When Cork City manager John Caulfield predicted after the 2018 FAI Cup final that American investment would see their victors “monopolise” Irish football, he didn’t mean in the controversy stakes.
Granted, the league title was retained under Peak6’s reign in 2019 but undue interference on recruitment and selection came to a head the following year. Dundalk were just eight points adrift of leaders Shamrock Rovers in August 2020 but their Champions League exit prompted chairman Bill Hulsizer to fire Vinny Perth and replace him with rookie Italian Filippo Giovagnoli.
Further erratic transfer dealings dominated 2021, as did the bizarre decision to rehire Perth, yet once the crowd turned, Peak6 invoked their exit strategy.
Local businessman Andy Connolly, one of the co-owners who sold to the US hedge fund, is back at the helm alongside Newry-based Statsports. Last year’s disaster means no European football for the first time since 2014 but, having snared fans’ favourite Stephen O’Donnell from St Pat’s as manager, regaining their core values is the immediate priority in a longer-term plan to restore former glories.
Progression in Europe has been thin on the ground for the WNL champions since Peamount (2011) and Raheny (2015) reached the last-32 stage. A revamp, much to Vera Pauw’s annoyance, has made it even more difficult for smaller countries to make inroads and Peamount crashed out 5-2 to Serbian champions Spartak Subotica at the preliminary hurdle in August.

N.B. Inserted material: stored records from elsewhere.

//! Refresh-token cookie.

use axum_extra::extract::cookie::{Cookie, CookieJar, SameSite};
use time::Duration;

use emporium_core::auth::jwt::REFRESH_TOKEN_EXPIRY_SECS;

/// Cookie name for the refresh token.
pub const REFRESH_COOKIE: &str = "refreshToken";

/// httpOnly cookie mirroring the refresh token for its whole lifetime.
pub fn refresh_cookie(token: &str, secure: bool) -> Cookie<'static> {
    Cookie::build((REFRESH_COOKIE, token.to_string()))
        .http_only(true)
        .secure(secure)
        .same_site(SameSite::Lax)
        .path("/")
        .max_age(Duration::seconds(REFRESH_TOKEN_EXPIRY_SECS))
        .build()
}

/// Expired cookie that makes the browser drop the refresh token.
pub fn clear_refresh_cookie(secure: bool) -> Cookie<'static> {
    Cookie::build((REFRESH_COOKIE, String::new()))
        .http_only(true)
        .secure(secure)
        .same_site(SameSite::Lax)
        .path("/")
        .max_age(Duration::seconds(-1))
        .build()
}

pub fn refresh_token_from(jar: &CookieJar) -> Option<String> {
    jar.get(REFRESH_COOKIE)
        .map(|c| c.value().to_string())
        .filter(|v| !v.is_empty())
}

#[cfg(test)]
mod tests {
    use super::*;

    #[test]
    fn refresh_cookie_lasts_thirty_days() {
        let cookie = refresh_cookie("tok", false);
        assert_eq!(cookie.name(), "refreshToken");
        assert_eq!(cookie.value(), "tok");
        assert_eq!(cookie.http_only(), Some(true));
        assert_eq!(cookie.path(), Some("/"));
        assert_eq!(cookie.max_age(), Some(Duration::days(30)));
    }

    #[test]
    fn clearing_uses_negative_max_age() {
        let cookie = clear_refresh_cookie(true);
        assert_eq!(cookie.value(), "");
        assert_eq!(cookie.secure(), Some(true));
        assert!(cookie.max_age().unwrap().is_negative());
    }

    #[test]
    fn empty_cookie_is_ignored() {
        let jar = CookieJar::new().add(Cookie::new(REFRESH_COOKIE, ""));
        assert_eq!(refresh_token_from(&jar), None);
        let jar = CookieJar::new().add(Cookie::new(REFRESH_COOKIE, "abc"));
        assert_eq!(refresh_token_from(&jar).as_deref(), Some("abc"));
    }
}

Shelbourne had been calling for extra places in the competition for Ireland but will be flying the flag solo this summer, having usurped Peamount on the final day.
It’s easy to forget but in the last “normal” year before the pandemic hit, 2019, Ireland’s U21s reached the Toulon tournament semi-final, the same stage the U19s got to at the European finals in Armenia.

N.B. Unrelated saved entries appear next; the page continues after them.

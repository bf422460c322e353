//! Authentication service: registration, activation and the token lifecycle.
//!
//! Authenticate issues a pair and stores the refresh token; refresh rotates
//! it; logout revokes it. The registry only ever holds one live refresh
//! token per user.

use tracing::{error, info, warn};
use uuid::Uuid;

use emporium_core::auth::jwt::TokenPair;
use emporium_core::auth::password;
use emporium_core::mailer::welcome_email;
use emporium_core::models::{NewUser, User};
use emporium_core::store::StoreError;
use emporium_core::validation::{Validator, validate_registration};

use crate::AppState;
use crate::error::{AppError, AppResult, AuthFailure, ensure_valid};
use crate::models::RegisterRequest;

/// Hash on the blocking pool; bcrypt at production cost takes a while.
pub async fn hash_password(plaintext: String, cost: u32) -> AppResult<String> {
    tokio::task::spawn_blocking(move || password::hash_password(&plaintext, cost))
        .await
        .map_err(|e| AppError::Internal(format!("hash task: {e}")))?
        .map_err(AppError::from)
}

async fn verify_password(plaintext: String, hash: String) -> AppResult<bool> {
    tokio::task::spawn_blocking(move || password::verify_password(&plaintext, &hash))
        .await
        .map_err(|e| AppError::Internal(format!("verify task: {e}")))?
        .map_err(AppError::from)
}

/// New 32-hex-char activation code.
fn activation_code() -> String {
    Uuid::new_v4().simple().to_string()
}

/// Create an account with its cart and activation link, then send the
/// welcome mail in the background.
pub async fn register(state: &AppState, input: RegisterRequest) -> AppResult<User> {
    let mut v = Validator::new();
    validate_registration(&mut v, &input.name, &input.email, &input.password);
    ensure_valid(v)?;

    let password_hash = hash_password(input.password, state.config.password_cost).await?;
    let new_user = NewUser {
        username: input.username,
        email: input.email,
        phone_number: input.phone_number,
        password_hash,
        name: input.name,
        surname: input.surname,
        date_of_birth: input.date_of_birth,
        address: input.address,
        about_me: input.about_me,
    };

    let registration = match state.store.register_user(&new_user, &activation_code()).await {
        Ok(r) => r,
        Err(StoreError::DuplicateEmail) => {
            return Err(AppError::Conflict(
                "a user with this email address already exists".into(),
            ));
        }
        Err(e) => return Err(e.into()),
    };
    let user = registration.user;
    info!(user_id = user.id, "user registered");

    let mailer = state.mailer.clone();
    let email = welcome_email(&user.email, &user.name, &registration.activation.link);
    let user_id = user.id;
    state.tasks.spawn(async move {
        if let Err(e) = mailer.send(email).await {
            error!(user_id, error = %e, "welcome email could not be delivered");
        }
    });

    Ok(user)
}

pub async fn activate(state: &AppState, code: &str) -> AppResult<User> {
    match state.store.activate(code).await {
        Ok(user) => {
            info!(user_id = user.id, "account activated");
            Ok(user)
        }
        Err(StoreError::NotFound(_)) => Err(AppError::NotFound(
            "invalid or unknown activation code".into(),
        )),
        Err(e) => Err(e.into()),
    }
}

/// Check email + password and issue a fresh pair. Failures never touch the
/// registry.
pub async fn authenticate(
    state: &AppState,
    email: &str,
    plaintext: &str,
) -> AppResult<(TokenPair, User)> {
    let user = match state.store.user_by_email(email).await {
        Ok(user) => user,
        Err(StoreError::NotFound(_)) => {
            // Same bcrypt work as a wrong password.
            verify_password(plaintext.to_string(), state.decoy_hash.to_string()).await?;
            return Err(AppError::Unauthorized(AuthFailure::InvalidCredentials));
        }
        Err(e) => return Err(e.into()),
    };

    if !verify_password(plaintext.to_string(), user.password_hash.clone()).await? {
        warn!(user_id = user.id, "password mismatch");
        return Err(AppError::Unauthorized(AuthFailure::InvalidCredentials));
    }
    if !user.activated {
        return Err(AppError::Forbidden(
            "your user account must be activated to access this resource".into(),
        ));
    }

    let pair = state.tokens.issue_pair(user.id, &user.username)?;
    state.registry().save(user.id, &pair.refresh_token).await?;
    info!(user_id = user.id, "user authenticated");
    Ok((pair, user))
}

/// Exchange a live refresh token for a new pair. The registry swap is
/// conditional on the presented token, so it is accepted at most once.
pub async fn refresh(state: &AppState, refresh_token: &str) -> AppResult<(TokenPair, User)> {
    let claims = state.tokens.verify_refresh(refresh_token)?;

    let user = match state.store.user_by_id(claims.user_id).await {
        Ok(user) => user,
        Err(StoreError::NotFound(_)) => {
            return Err(AppError::Unauthorized(AuthFailure::UnknownUser));
        }
        Err(e) => return Err(e.into()),
    };

    let pair = state.tokens.issue_pair(user.id, &user.username)?;
    match state
        .registry()
        .rotate(user.id, refresh_token, &pair.refresh_token)
        .await
    {
        Ok(_) => {}
        Err(StoreError::NotFound(_)) => {
            warn!(user_id = user.id, "refresh token is not live");
            return Err(AppError::Unauthorized(AuthFailure::InvalidToken));
        }
        Err(e) => return Err(e.into()),
    }
    info!(user_id = user.id, "refresh token rotated");
    Ok((pair, user))
}

pub async fn logout(state: &AppState, refresh_token: &str) -> AppResult<()> {
    match state.registry().revoke(refresh_token).await {
        Ok(()) => Ok(()),
        Err(StoreError::NotFound(_)) => {
            Err(AppError::NotFound("refresh token not found".into()))
        }
        Err(e) => Err(e.into()),
    }
}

Portugal ended that odyssey for Tom Mohan’s side and they must overcome them, as well as mini-group hosts England and Armenia in March, to savour another tournament. That the finals act as Europe’s qualifier for the 2023 Fifa U20 World Cup in Indonesia is another incentive.
Colin O’Brien’s U17s also have the Portuguese standing in their way in the elite phase, along with Finland and Israel.
Runners-up in seven of the eight groups will join the pool victors at the finals in Israel on May 16.
For Dave Connell’s U19 women, they have a round-robin group in April against France, Czech Republic, and Greece while the U17s navigate an identical format two weeks earlier with Slovakia, Finland, and Iceland.
Like it or loathe it, the most fractious episode in Irish sport will be replayed in all of its glory come late May. columnist Tommy Martin has already shipped criticism for daring to mention the looming landmark, yet don’t expect any let-up, especially in a year that another World Cup goes ahead without that green hue.